__Brief__
From the entries below, retype only the lines from the one with "pub fn match_group(&self, index: usize)" through the one with "let pos = self.pos;", exactly as written.

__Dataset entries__
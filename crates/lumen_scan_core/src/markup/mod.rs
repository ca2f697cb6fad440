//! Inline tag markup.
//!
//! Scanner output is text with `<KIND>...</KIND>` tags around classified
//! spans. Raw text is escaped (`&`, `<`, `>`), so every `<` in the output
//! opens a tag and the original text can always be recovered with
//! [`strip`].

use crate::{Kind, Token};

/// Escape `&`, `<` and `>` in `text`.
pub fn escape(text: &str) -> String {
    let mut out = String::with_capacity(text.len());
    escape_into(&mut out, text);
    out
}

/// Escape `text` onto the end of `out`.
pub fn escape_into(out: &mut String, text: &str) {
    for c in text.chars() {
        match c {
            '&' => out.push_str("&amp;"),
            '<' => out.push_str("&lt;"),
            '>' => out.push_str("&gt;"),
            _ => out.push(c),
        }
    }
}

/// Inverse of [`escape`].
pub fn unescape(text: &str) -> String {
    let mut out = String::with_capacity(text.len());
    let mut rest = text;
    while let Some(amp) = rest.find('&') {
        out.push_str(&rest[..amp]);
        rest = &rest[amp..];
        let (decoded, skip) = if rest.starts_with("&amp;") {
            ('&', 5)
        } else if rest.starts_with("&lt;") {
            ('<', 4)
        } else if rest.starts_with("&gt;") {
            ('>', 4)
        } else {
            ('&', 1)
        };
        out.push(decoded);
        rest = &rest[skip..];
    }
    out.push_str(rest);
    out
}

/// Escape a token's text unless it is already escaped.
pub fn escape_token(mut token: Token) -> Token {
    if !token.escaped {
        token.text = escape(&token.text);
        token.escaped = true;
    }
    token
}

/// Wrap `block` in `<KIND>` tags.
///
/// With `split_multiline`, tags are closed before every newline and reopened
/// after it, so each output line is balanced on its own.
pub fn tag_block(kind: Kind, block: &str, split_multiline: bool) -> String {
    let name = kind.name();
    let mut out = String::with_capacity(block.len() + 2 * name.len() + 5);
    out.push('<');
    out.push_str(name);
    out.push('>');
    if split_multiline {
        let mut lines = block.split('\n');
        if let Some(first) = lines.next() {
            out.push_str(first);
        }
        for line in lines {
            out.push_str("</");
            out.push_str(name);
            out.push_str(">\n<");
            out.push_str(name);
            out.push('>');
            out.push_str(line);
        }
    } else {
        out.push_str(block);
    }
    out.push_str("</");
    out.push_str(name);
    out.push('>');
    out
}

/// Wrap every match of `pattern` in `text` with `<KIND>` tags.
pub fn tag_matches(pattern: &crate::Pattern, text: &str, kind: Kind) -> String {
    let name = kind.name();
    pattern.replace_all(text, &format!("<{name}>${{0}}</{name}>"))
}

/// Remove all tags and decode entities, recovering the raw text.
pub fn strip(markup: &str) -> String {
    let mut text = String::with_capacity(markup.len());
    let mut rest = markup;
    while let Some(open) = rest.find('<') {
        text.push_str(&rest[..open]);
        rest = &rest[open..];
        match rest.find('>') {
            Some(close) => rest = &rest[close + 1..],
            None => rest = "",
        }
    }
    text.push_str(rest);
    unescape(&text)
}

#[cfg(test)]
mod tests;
* * *
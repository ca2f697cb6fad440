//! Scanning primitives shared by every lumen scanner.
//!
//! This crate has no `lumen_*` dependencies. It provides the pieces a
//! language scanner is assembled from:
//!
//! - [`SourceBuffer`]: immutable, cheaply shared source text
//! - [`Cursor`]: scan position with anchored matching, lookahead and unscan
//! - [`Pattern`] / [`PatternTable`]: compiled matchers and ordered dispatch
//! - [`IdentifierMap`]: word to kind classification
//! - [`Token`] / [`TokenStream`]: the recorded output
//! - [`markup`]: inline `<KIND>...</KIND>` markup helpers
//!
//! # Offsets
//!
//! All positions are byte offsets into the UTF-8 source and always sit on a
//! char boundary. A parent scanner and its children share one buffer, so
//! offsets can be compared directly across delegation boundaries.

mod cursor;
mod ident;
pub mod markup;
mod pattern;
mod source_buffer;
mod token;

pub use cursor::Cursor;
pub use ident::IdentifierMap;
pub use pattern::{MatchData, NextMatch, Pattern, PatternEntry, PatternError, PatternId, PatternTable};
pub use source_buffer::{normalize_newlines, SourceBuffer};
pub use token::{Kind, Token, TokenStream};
--
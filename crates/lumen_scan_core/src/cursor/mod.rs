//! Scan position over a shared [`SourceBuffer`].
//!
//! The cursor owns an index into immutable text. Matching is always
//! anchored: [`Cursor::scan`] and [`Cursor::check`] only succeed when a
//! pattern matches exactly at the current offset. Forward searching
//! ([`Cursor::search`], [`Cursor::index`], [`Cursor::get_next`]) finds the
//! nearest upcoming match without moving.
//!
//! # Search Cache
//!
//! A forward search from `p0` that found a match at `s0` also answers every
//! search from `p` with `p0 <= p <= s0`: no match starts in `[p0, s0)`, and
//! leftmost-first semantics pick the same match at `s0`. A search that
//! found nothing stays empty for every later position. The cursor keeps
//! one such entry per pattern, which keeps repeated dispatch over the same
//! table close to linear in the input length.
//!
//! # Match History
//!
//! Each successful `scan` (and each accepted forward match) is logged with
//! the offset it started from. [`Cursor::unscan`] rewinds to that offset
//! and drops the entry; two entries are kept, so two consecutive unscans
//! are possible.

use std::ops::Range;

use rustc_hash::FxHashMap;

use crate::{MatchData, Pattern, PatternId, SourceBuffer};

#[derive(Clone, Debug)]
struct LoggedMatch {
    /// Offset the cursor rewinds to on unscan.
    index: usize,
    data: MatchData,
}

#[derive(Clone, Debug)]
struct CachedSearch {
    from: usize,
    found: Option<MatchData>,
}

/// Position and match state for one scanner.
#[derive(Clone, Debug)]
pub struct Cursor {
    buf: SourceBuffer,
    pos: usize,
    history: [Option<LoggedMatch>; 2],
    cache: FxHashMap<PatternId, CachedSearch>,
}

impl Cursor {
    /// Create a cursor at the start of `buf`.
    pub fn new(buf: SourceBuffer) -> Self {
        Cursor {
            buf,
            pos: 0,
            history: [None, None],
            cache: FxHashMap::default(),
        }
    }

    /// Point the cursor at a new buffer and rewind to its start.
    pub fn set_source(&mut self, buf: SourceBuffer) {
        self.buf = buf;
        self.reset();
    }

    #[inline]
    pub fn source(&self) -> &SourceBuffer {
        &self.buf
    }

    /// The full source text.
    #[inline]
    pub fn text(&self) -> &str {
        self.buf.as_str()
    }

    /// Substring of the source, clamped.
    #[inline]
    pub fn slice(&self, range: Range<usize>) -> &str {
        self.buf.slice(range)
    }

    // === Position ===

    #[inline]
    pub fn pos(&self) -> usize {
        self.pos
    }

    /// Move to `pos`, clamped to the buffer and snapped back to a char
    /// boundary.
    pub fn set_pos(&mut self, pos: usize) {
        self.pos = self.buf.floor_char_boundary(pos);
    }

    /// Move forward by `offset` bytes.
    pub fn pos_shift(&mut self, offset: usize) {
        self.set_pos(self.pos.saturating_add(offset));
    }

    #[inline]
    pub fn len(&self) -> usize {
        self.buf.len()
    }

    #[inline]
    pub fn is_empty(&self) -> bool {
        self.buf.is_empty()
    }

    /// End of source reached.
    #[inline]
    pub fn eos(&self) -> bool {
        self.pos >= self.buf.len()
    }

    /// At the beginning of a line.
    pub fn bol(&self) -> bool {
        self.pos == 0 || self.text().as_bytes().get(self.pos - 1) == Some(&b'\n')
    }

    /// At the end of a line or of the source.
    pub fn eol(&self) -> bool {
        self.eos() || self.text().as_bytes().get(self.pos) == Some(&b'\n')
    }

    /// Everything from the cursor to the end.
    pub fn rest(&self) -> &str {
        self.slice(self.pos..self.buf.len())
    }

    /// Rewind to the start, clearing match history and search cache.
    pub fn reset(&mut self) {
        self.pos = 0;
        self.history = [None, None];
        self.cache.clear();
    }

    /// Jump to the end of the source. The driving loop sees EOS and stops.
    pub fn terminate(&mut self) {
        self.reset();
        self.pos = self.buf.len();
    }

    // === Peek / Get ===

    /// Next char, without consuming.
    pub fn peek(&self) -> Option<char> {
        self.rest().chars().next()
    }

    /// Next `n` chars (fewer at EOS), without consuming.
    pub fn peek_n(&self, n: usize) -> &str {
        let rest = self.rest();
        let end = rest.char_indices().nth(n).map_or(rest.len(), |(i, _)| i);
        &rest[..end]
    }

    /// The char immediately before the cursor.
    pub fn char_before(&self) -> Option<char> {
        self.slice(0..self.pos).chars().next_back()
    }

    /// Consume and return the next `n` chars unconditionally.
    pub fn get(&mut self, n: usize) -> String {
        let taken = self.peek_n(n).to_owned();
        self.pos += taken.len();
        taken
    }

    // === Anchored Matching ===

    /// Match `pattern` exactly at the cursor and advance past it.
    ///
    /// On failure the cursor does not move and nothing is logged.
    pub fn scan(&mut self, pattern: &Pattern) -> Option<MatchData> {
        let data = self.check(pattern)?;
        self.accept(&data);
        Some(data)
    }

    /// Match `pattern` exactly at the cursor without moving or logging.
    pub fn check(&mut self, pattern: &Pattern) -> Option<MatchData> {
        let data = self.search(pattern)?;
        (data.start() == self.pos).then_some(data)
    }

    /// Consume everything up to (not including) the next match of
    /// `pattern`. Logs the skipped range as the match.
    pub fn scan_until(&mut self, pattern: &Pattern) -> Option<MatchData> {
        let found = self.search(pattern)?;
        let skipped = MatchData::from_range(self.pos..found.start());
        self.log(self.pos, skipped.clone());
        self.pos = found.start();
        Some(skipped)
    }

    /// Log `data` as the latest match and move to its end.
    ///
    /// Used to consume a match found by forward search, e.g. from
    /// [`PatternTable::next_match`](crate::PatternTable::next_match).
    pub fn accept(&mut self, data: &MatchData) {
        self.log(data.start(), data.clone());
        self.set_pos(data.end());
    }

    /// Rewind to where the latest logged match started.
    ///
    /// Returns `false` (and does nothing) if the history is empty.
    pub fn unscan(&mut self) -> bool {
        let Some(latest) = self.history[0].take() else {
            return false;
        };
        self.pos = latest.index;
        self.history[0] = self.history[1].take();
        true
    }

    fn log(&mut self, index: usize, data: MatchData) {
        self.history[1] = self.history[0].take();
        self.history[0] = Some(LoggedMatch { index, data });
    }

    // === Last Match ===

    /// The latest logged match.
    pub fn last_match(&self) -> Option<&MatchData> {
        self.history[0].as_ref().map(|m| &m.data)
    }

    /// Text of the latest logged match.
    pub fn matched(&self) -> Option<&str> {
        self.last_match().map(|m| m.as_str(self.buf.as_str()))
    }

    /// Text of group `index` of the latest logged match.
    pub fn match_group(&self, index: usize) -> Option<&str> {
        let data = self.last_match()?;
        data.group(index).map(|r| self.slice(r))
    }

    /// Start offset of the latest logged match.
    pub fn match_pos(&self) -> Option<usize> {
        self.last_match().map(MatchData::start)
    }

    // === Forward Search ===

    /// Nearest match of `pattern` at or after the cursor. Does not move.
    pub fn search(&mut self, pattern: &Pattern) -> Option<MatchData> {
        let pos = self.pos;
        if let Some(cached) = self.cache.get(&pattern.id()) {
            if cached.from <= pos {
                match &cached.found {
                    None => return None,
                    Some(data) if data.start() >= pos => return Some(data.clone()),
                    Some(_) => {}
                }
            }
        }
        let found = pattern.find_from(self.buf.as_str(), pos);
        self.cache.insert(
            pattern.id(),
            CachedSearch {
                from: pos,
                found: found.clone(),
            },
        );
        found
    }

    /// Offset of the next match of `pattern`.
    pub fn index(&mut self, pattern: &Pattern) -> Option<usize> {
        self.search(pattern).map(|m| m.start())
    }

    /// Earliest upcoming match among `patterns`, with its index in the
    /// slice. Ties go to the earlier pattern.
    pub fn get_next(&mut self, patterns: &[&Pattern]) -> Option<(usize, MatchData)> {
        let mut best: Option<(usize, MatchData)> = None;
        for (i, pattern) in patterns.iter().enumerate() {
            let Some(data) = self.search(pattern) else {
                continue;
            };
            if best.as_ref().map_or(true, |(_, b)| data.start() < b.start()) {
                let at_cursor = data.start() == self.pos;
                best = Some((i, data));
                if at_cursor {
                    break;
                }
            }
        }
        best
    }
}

__Answer to this exercise__
    pub fn match_group(&self, index: usize) -> Option<&str> {
        let data = self.last_match()?;
        data.group(index).map(|r| self.slice(r))
    }

    /// Start offset of the latest logged match.
    pub fn match_pos(&self) -> Option<usize> {
        self.last_match().map(MatchData::start)
    }

    // === Forward Search ===

    /// Nearest match of `pattern` at or after the cursor. Does not move.
    pub fn search(&mut self, pattern: &Pattern) -> Option<MatchData> {
        let pos = self.pos;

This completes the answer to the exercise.